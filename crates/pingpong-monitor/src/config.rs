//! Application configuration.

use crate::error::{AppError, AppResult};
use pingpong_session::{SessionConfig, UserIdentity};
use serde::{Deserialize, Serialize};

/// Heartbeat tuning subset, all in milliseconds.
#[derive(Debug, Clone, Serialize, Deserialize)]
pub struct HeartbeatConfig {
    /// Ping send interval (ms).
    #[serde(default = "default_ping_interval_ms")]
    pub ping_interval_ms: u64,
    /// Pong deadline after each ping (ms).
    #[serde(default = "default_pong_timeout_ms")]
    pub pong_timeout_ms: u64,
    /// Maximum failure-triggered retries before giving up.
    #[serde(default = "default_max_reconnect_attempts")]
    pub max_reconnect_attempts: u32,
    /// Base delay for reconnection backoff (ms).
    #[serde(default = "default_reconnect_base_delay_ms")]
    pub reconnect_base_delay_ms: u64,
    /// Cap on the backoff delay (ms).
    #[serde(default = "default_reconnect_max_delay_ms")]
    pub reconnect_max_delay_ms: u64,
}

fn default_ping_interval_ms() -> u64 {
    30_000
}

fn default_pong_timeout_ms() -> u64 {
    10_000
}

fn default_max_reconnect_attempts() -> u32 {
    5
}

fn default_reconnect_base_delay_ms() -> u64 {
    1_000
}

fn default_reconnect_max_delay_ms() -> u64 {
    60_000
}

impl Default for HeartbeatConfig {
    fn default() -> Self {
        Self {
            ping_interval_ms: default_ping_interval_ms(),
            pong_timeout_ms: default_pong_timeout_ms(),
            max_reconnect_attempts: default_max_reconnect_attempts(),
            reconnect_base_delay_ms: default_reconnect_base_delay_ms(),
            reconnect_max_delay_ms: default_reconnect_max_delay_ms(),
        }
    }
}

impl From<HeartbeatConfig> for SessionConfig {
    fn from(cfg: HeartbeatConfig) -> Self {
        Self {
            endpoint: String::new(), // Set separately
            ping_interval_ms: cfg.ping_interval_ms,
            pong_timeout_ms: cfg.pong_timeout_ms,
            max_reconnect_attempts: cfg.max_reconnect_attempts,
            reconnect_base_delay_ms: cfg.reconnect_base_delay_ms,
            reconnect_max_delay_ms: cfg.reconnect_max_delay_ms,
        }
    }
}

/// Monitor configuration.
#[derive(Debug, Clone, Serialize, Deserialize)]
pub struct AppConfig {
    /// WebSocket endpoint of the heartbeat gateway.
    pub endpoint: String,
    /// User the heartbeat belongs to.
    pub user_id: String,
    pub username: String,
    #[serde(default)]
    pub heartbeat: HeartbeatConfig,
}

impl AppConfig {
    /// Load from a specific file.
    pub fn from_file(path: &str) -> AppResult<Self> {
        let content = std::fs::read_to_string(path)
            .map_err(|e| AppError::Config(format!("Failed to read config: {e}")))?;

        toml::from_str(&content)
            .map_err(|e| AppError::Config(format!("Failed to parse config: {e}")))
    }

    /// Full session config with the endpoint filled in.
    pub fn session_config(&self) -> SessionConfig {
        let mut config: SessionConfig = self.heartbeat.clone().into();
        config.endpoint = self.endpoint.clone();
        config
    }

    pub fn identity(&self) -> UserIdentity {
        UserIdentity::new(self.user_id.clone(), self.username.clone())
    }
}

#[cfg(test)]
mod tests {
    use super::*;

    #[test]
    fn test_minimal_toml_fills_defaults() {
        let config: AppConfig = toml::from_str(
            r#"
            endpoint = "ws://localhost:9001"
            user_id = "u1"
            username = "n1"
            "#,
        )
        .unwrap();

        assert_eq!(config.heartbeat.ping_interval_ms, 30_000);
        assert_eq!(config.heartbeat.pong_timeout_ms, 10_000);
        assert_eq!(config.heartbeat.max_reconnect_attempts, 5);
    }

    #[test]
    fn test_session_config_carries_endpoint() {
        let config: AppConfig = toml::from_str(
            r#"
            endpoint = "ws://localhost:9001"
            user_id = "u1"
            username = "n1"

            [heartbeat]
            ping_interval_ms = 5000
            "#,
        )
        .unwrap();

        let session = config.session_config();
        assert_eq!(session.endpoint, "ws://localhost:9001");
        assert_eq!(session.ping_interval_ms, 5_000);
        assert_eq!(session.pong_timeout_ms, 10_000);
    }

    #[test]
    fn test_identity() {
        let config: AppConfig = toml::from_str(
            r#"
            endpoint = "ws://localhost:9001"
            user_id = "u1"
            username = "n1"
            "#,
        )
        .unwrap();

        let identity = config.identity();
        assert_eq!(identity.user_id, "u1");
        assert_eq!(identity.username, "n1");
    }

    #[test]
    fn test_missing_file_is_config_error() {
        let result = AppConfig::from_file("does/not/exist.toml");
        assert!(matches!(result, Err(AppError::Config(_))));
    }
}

--------

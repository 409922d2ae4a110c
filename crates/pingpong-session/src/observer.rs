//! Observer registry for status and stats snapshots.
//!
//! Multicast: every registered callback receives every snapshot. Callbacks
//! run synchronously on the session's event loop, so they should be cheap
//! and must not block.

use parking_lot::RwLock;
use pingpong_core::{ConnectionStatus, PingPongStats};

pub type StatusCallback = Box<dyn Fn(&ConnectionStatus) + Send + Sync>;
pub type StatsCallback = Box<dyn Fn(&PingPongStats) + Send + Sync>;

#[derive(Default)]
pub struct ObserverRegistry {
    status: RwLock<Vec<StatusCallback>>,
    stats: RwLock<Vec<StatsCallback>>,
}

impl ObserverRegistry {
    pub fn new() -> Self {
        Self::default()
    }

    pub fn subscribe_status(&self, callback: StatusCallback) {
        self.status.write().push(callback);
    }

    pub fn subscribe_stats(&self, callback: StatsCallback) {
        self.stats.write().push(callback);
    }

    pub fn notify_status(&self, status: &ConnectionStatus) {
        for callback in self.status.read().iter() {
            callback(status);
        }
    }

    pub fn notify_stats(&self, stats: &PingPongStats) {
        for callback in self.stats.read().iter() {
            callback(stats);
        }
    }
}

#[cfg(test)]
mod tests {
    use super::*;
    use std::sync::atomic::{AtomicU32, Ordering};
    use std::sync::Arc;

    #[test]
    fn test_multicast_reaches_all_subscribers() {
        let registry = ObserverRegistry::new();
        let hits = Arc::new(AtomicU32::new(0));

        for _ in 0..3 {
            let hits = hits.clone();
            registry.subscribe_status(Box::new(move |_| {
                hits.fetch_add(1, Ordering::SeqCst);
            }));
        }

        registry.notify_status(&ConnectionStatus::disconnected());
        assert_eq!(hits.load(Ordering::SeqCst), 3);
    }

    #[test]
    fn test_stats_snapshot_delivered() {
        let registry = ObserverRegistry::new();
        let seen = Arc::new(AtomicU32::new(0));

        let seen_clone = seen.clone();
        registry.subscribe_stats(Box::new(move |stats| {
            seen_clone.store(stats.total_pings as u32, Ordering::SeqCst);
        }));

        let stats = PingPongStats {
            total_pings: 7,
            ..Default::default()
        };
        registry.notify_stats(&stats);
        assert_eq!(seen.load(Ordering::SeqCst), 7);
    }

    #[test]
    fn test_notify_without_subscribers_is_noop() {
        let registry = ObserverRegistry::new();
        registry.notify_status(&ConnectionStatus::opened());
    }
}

--------

* What to work on
List all lines above in which the string "write" appears.

* Result of the task
        self.status.write().push(callback);
        self.stats.write().push(callback);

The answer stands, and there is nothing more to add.